### Task brief
Every record that follows must be set down word for word.

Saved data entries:
- - -

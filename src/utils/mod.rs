use std::sync::Once;

static TRACING_INIT: Once = Once::new();

/// Initializes the global tracing subscriber with sensible defaults.
pub fn init_tracing() {
    TRACING_INIT.call_once(|| {
        use tracing_subscriber::{fmt, EnvFilter};

        let filter =
            EnvFilter::from_default_env().add_directive("shopbook=info".parse().unwrap());

        fmt().with_env_filter(filter).init();
    });
}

- - -

### Task solution
filename src/utils/mod.rs
use std::sync::Once;

static TRACING_INIT: Once = Once::new();

/// Initializes the global tracing subscriber with sensible defaults.
pub fn init_tracing() {
    TRACING_INIT.call_once(|| {
        use tracing_subscriber::{fmt, EnvFilter};

        let filter =
            EnvFilter::from_default_env().add_directive("shopbook=info".parse().unwrap());

        fmt().with_env_filter(filter).init();
    });
}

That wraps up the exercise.